Just as Boris finished his state of the nation speech about how we all need to get booster jabs, my phone started going crazy with messages and pleas for help. As a healthcare student I had trained as a vaccinator during the first wave of the pandemic. This involved several face to face training sessions, loads of e-learning and practicing injecting into rubber arms and oranges (I kid you not).
It now appeared that my skills were required once more and my dream of having a relaxing Christmas break might be wishful thinking. The message was that there were literally hundreds of bank shifts that needed to be filled between now and New Year’s Eve, so could I help out?
Before I knew it, I was booked to work 6 and 12 hour shifts every day from the 18th to 24th December and then a few days after Boxing Day.
So I set my alarm clock for 6.30 (a sort of lie in), dug out my ID badge and uniform and got an early night. My first shift was at Chelmsford Racecourse in a huge, unheated marquee. It was so cold you could see your breath, fortunately I had had the hindsight to wear lots of layers. After a quick walk through the site process by the clinical lead, we were assigned our immunisation stations. All NHS bank staff down one side and the Army and RAF medics down the other – this really was all hands to the pump. The aim was to vaccinate around 2-3 thousand people per day.
There was a real buzz in the air, people had been drafted in from all walks of life and I found myself sitting next to a redeployed anaesthetist from the local hospital on one side, an ARU student paramedic on the other and a retired airline pilot behind me. As soon as I mentioned I was a student ODP, the anaesthetist took great delight in explaining to the others what an ODP did and how he wasn’t allowed to work without one. What a great moment for the ODP profession!

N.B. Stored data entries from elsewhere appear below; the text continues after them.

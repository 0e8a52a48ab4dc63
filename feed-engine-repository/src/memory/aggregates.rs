use async_trait::async_trait;
use feed_engine_shared::types::{
    Aggregate, AggregateId, EntityRef, EventId, ReactionCounts, ReferenceScope,
};
use uuid::Uuid;

use super::{MemoryFeedStore, MemoryState};
use crate::errors::RepositoryError;
use crate::interfaces::AggregateRepository;

impl MemoryState {
    /// Removes an aggregate and every row that cascades from it.
    fn remove_aggregate(&mut self, id: AggregateId) -> bool {
        if self.aggregates.remove(&id).is_none() {
            return false;
        }
        self.fanout.retain(|(aggregate_id, _), _| *aggregate_id != id);
        self.notifications.retain(|(aggregate_id, _), _| *aggregate_id != id);
        self.votes.retain(|(aggregate_id, _, _), _| *aggregate_id != id);
        self.contributions.retain(|_, aggregate_id| *aggregate_id != id);
        true
    }

    /// Version-checked write of the mutable columns.
    fn apply_update(&mut self, aggregate: &Aggregate) -> Result<Aggregate, RepositoryError> {
        let Some(stored) = self.aggregates.get_mut(&aggregate.id) else {
            return Err(RepositoryError::conflict(format!(
                "aggregate {} no longer exists",
                aggregate.id
            )));
        };
        if stored.version != aggregate.version {
            return Err(RepositoryError::conflict(format!(
                "aggregate {} moved past version {}",
                aggregate.id, aggregate.version
            )));
        }

        stored.categories = aggregate.categories.clone();
        stored.language = aggregate.language.clone();
        stored.anchor = aggregate.anchor;
        stored.updated_at = aggregate.updated_at;
        stored.version += 1;
        Ok(stored.clone())
    }
}

fn sorted_oldest_first(mut aggregates: Vec<Aggregate>) -> Vec<Aggregate> {
    aggregates.sort_by_key(|aggregate| (aggregate.created_at, aggregate.id));
    aggregates
}

#[async_trait]
impl AggregateRepository for MemoryFeedStore {
    async fn latest_for_key(&self, grouping_key: &str) -> Result<Option<Aggregate>, RepositoryError> {
        Ok(self
            .read()
            .aggregates
            .values()
            .filter(|aggregate| aggregate.grouping_key == grouping_key)
            .max_by_key(|aggregate| aggregate.generation)
            .cloned())
    }

    async fn get_aggregate(&self, id: AggregateId) -> Result<Option<Aggregate>, RepositoryError> {
        Ok(self.read().aggregates.get(&id).cloned())
    }

    async fn get_aggregates(&self, ids: &[AggregateId]) -> Result<Vec<Aggregate>, RepositoryError> {
        let state = self.read();
        Ok(ids
            .iter()
            .filter_map(|id| state.aggregates.get(id).cloned())
            .collect())
    }

    async fn aggregate_for_event(
        &self,
        grouping_key: &str,
        event_id: EventId,
    ) -> Result<Option<Aggregate>, RepositoryError> {
        let state = self.read();
        Ok(state
            .contributions
            .get(&(grouping_key.to_string(), event_id))
            .and_then(|id| state.aggregates.get(id))
            .cloned())
    }

    async fn insert_aggregate(&self, aggregate: &Aggregate) -> Result<(), RepositoryError> {
        let mut state = self.write()?;
        let taken = state.aggregates.values().any(|existing| {
            existing.grouping_key == aggregate.grouping_key
                && existing.generation == aggregate.generation
        });
        if taken || state.aggregates.contains_key(&aggregate.id) {
            return Err(RepositoryError::conflict(format!(
                "aggregate {} generation {} already exists",
                aggregate.grouping_key, aggregate.generation
            )));
        }
        state.aggregates.insert(aggregate.id, aggregate.clone());
        state.contributions.insert(
            (aggregate.grouping_key.clone(), aggregate.origin_event_id),
            aggregate.id,
        );
        Ok(())
    }

    async fn update_aggregate(&self, aggregate: &Aggregate) -> Result<Aggregate, RepositoryError> {
        self.write()?.apply_update(aggregate)
    }

    async fn append_aggregate(
        &self,
        aggregate: &Aggregate,
        event_id: EventId,
    ) -> Result<Aggregate, RepositoryError> {
        let mut state = self.write()?;
        let stored = state.apply_update(aggregate)?;
        state
            .contributions
            .entry((stored.grouping_key.clone(), event_id))
            .or_insert(stored.id);
        Ok(stored)
    }

    async fn record_contribution(
        &self,
        grouping_key: &str,
        event_id: EventId,
        aggregate_id: AggregateId,
    ) -> Result<bool, RepositoryError> {
        let mut state = self.write()?;
        if !state.aggregates.contains_key(&aggregate_id) {
            return Ok(false);
        }
        let key = (grouping_key.to_string(), event_id);
        if state.contributions.contains_key(&key) {
            return Ok(false);
        }
        state.contributions.insert(key, aggregate_id);
        Ok(true)
    }

    async fn delete_aggregate(&self, id: AggregateId) -> Result<bool, RepositoryError> {
        let mut state = self.write()?;
        Ok(state.remove_aggregate(id))
    }

    async fn delete_aggregate_if(
        &self,
        id: AggregateId,
        expected_version: i64,
    ) -> Result<bool, RepositoryError> {
        let mut state = self.write()?;
        match state.aggregates.get(&id) {
            None => Ok(false),
            Some(stored) if stored.version != expected_version => Err(RepositoryError::conflict(
                format!("aggregate {id} moved past version {expected_version}"),
            )),
            Some(_) => Ok(state.remove_aggregate(id)),
        }
    }

    async fn referencing_aggregates(
        &self,
        entity: &EntityRef,
        scope: &ReferenceScope,
        limit: usize,
    ) -> Result<Vec<Aggregate>, RepositoryError> {
        let matching = self
            .read()
            .aggregates
            .values()
            .filter(|aggregate| scope.matches(aggregate))
            .filter(|aggregate| aggregate.referenced_entities().contains(entity))
            .cloned()
            .collect();

        Ok(sorted_oldest_first(matching).into_iter().take(limit).collect())
    }

    async fn anchored_aggregates(&self, anchor: &EntityRef) -> Result<Vec<Aggregate>, RepositoryError> {
        let matching = self
            .read()
            .aggregates
            .values()
            .filter(|aggregate| aggregate.anchor.as_ref() == Some(anchor))
            .cloned()
            .collect();

        Ok(sorted_oldest_first(matching))
    }

    async fn aggregates_owned_by(
        &self,
        owner_id: Uuid,
        limit: usize,
    ) -> Result<Vec<Aggregate>, RepositoryError> {
        let owned = self
            .read()
            .aggregates
            .values()
            .filter(|aggregate| aggregate.owner_id == Some(owner_id))
            .cloned()
            .collect();

        Ok(sorted_oldest_first(owned).into_iter().rev().take(limit).collect())
    }

    async fn set_language(&self, owner_id: Uuid, language: Option<&str>) -> Result<u64, RepositoryError> {
        let mut state = self.write()?;
        let mut touched = 0;
        for aggregate in state.aggregates.values_mut() {
            if aggregate.owner_id == Some(owner_id) && aggregate.language.as_deref() != language {
                aggregate.language = language.map(str::to_string);
                touched += 1;
            }
        }
        Ok(touched)
    }

    async fn set_reaction_counts(
        &self,
        id: AggregateId,
        counts: &ReactionCounts,
    ) -> Result<bool, RepositoryError> {
        let mut state = self.write()?;
        match state.aggregates.get_mut(&id) {
            Some(aggregate) => {
                aggregate.reaction_counts = counts.clone();
                Ok(true)
            }
            None => Ok(false),
        }
    }
}

#[cfg(test)]
mod tests {
    use super::*;
    use chrono::Utc;
    use feed_engine_shared::types::{AggregateAction, CategoryName, GroupingKey};

    fn aggregate_with_reviews(owner: Uuid, reviews: &[Uuid]) -> Aggregate {
        let key = GroupingKey::new(AggregateAction::ReviewPosted, Some(owner));
        let mut aggregate = Aggregate::new(&key, 0, 1, Utc::now());
        for review in reviews {
            aggregate.append(CategoryName::Reviews, *review, None).unwrap();
        }
        aggregate
    }

    #[tokio::test]
    async fn test_insert_conflicts_on_same_generation() {
        let store = MemoryFeedStore::new();
        let owner = Uuid::new_v4();
        store.insert_aggregate(&aggregate_with_reviews(owner, &[Uuid::new_v4()])).await.unwrap();

        let err = store
            .insert_aggregate(&aggregate_with_reviews(owner, &[Uuid::new_v4()]))
            .await
            .unwrap_err();
        assert!(err.is_conflict());
    }

    #[tokio::test]
    async fn test_update_checks_version() {
        let store = MemoryFeedStore::new();
        let aggregate = aggregate_with_reviews(Uuid::new_v4(), &[Uuid::new_v4()]);
        store.insert_aggregate(&aggregate).await.unwrap();

        let mut first = aggregate.clone();
        first.append(CategoryName::Reviews, Uuid::new_v4(), None).unwrap();
        let stored = store.update_aggregate(&first).await.unwrap();
        assert_eq!(stored.version, 1);

        let mut stale = aggregate.clone();
        stale.append(CategoryName::Reviews, Uuid::new_v4(), None).unwrap();
        assert!(store.update_aggregate(&stale).await.unwrap_err().is_conflict());
    }

    #[tokio::test]
    async fn test_referencing_aggregates_respects_scope() {
        let store = MemoryFeedStore::new();
        let review = Uuid::new_v4();
        let owner = Uuid::new_v4();
        store.insert_aggregate(&aggregate_with_reviews(owner, &[review])).await.unwrap();
        store.insert_aggregate(&aggregate_with_reviews(Uuid::new_v4(), &[review])).await.unwrap();

        let entity = EntityRef::review(review);
        let everywhere = store
            .referencing_aggregates(&entity, &ReferenceScope::everywhere(), 10)
            .await
            .unwrap();
        assert_eq!(everywhere.len(), 2);

        let scoped = store
            .referencing_aggregates(
                &entity,
                &ReferenceScope::owned_by(owner, AggregateAction::ReviewPosted),
                10,
            )
            .await
            .unwrap();
        assert_eq!(scoped.len(), 1);
        assert_eq!(scoped[0].owner_id, Some(owner));
    }

    #[tokio::test]
    async fn test_guarded_delete_refuses_a_moved_version() {
        let store = MemoryFeedStore::new();
        let aggregate = aggregate_with_reviews(Uuid::new_v4(), &[Uuid::new_v4()]);
        store.insert_aggregate(&aggregate).await.unwrap();

        let mut grown = aggregate.clone();
        grown.append(CategoryName::Reviews, Uuid::new_v4(), None).unwrap();
        let stored = store.update_aggregate(&grown).await.unwrap();

        let err = store.delete_aggregate_if(aggregate.id, aggregate.version).await.unwrap_err();
        assert!(err.is_conflict());
        assert_eq!(store.aggregates().len(), 1);

        assert!(store.delete_aggregate_if(aggregate.id, stored.version).await.unwrap());
        assert!(!store.delete_aggregate_if(aggregate.id, stored.version).await.unwrap());
    }

    #[tokio::test]
    async fn test_contributions_find_older_generations() {
        let store = MemoryFeedStore::new();
        let owner = Uuid::new_v4();
        let first = aggregate_with_reviews(owner, &[Uuid::new_v4()]);
        store.insert_aggregate(&first).await.unwrap();

        let key = first.grouping_key.clone();
        let mut later = first.clone();
        later.append(CategoryName::Reviews, Uuid::new_v4(), None).unwrap();
        store.append_aggregate(&later, 7).await.unwrap();

        let found = store.aggregate_for_event(&key, first.origin_event_id).await.unwrap();
        assert_eq!(found.map(|aggregate| aggregate.id), Some(first.id));
        let found = store.aggregate_for_event(&key, 7).await.unwrap();
        assert_eq!(found.map(|aggregate| aggregate.id), Some(first.id));
        assert!(store.aggregate_for_event(&key, 8).await.unwrap().is_none());

        assert!(store.record_contribution(&key, 8, first.id).await.unwrap());
        assert!(!store.record_contribution(&key, 8, first.id).await.unwrap());

        store.delete_aggregate(first.id).await.unwrap();
        assert!(store.aggregate_for_event(&key, 8).await.unwrap().is_none());
    }
}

The queue of people outside started to form as we organised our vaccine stations and logged on to the computers and at 8.15am the doors opened and people started to file in. The volunteer stewards were brilliant in directing the public to the assessment desks and then to the next available vaccinator whilst all the time cracking jokes and keeping everyone’s spirits up.
It was full on, non-stop jabbing all shift. Everyone was so grateful to be given the opportunity to get their booster and they were all so impressed with how organised it was – well we did have the military there!
At one point I was so busy that I didn’t notice that the blonde lady about to sit down for her vaccine was my best friend Claire. What were the odds of that? We had a good laugh about whether I was sufficiently ‘trained’ to do it, but she said she was so glad it was me as now she can tell people that not only has she had her booster but that she was ‘Jabbed by Jac’ :-)
After 6 hours of solid jabbing I managed to nip outside to the burger van for a free hotdog and a big mug of tea. Never has food tasted so good.
Towards the end of the shift it started to quieten down, so I decided to get a bit creative and made Peter the PPE pigeon. It’s surprising what you can do with a few facemasks, gloves, some cotton wool and syringe covers. Only another seven shifts to go before Christmas!!
That first day we vaccinated 2,658 people, so all in all, not a bad day’s work.